USF’s current Kennedy Visiting Artist has 1,500 photographs in his collection, but he did not take any of them.

Jason Lazarus’ project, Too Hard To Keep, adopts photographs that people may want to get rid of, but carry too much emotion to throw out.

He said the photos represent “living with something you don’t want to look at anymore,” and his collection contains images ranging from a child on a drum set to a black and white image of a beach.

“(I want to get) a deep understanding of a place where photos come (from) to kind of really understand that place where they sort of change and become less pointed or troublesome or more traumatic,” he said. “The title came from wanting to describe the parameters of the project in the most simple terms.”

Lazarus came to USF from Chicago as a Kennedy Visiting Artist, an artist or scholar chosen to teach in one of USF’s departments for a semester. Now that he has settled in to his role at USF, teaching conceptual art in his course, “Voice Lessons, Learning and Applying Practice,” he said he plans to share his project with the University.

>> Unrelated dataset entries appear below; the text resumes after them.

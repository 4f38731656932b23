use mediator::Request;
use serde::{Deserialize, Serialize};
use sqlx::PgPool;

use super::get::ParameterDefinitionDetails;

#[derive(Debug, Clone, Default, Serialize, Deserialize)]
pub struct ListParameterDefinitionsQuery {}

#[derive(Debug, thiserror::Error)]
pub enum ListParameterDefinitionsError {
    #[error("Database error: {0}")]
    Database(#[from] sqlx::Error),
}

impl Request<Result<Vec<ParameterDefinitionDetails>, ListParameterDefinitionsError>>
    for ListParameterDefinitionsQuery
{
}

impl crate::cqrs::middleware::Query for ListParameterDefinitionsQuery {}

#[tracing::instrument(skip(pool, _query))]
pub async fn handle(
    pool: PgPool,
    _query: ListParameterDefinitionsQuery,
) -> Result<Vec<ParameterDefinitionDetails>, ListParameterDefinitionsError> {
    let definitions = sqlx::query_as::<_, ParameterDefinitionDetails>(
        "SELECT id, name, description, created_at FROM parameter_definitions ORDER BY name",
    )
    .fetch_all(&pool)
    .await?;

    Ok(definitions)
}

Lazarus began collecting photos from students Sept. 12 and held a small exhibit in the Marshall Student Center on Tuesday to advertise the project and collect more submissions.

Lazarus said he formed the idea for “Too Hard To Keep” one and a half years ago.

“Once I thought of it, I got excited,” he said. “(It’s) helpful and interesting for people to get rid of images they found difficult. To learn about photos can be sort of clearly referencing trauma, or (to) look at (a) photo and have no idea why a simple photo can cause someone difficulty and how, for some people, it’s one photo and, for others, it’s a hundred.”

He said he does not get many submissions of graphic photos, such as abuse, but they do come every once in a while.

“By looking at them, we learn about the way we treat photography and the way we deal with trauma and the way we manage our lives,” he said.

Wendy Babcox, a USF photography professor, said she recommended Lazarus for the semester-long position. Before coming to USF, Lazarus taught photography at the Art Institute of Chicago and Columbia College.

“I had seen his work and fell in love with it,” she said. “I felt that, although he has interesting roots in photography, my area of specialty, I feel like he would really appeal to graduate students on a disciplinary level.”

Currently, Lazarus’ photos are housed in an on-campus studio in the Fine Arts Hall, but he said he hopes to have a permanent museum dedicated to the project. He said he is not sure where the museum will be located, but would like to have it near Chicago.

He said photos can be dropped off in the art and art history department. Photographs can also be mailed, emailed or picked up from students’ dorms, Lazarus said. Selected photos from USF students will be put on his blog, toohardtokeep.blogspot.com, while the remainder will be saved for a photography show in Belgium next year.

Pictures will remain anonymous, he said. If photos contain another person, such as an ex-lover or best friend, Lazarus said a student can ask that the picture remain private by showing it distorted.

“It’s a way to let their negative feelings translate into a positive exploration in photography,” he said. “It creates a sense of sadness, but a belief that we all feel like this.”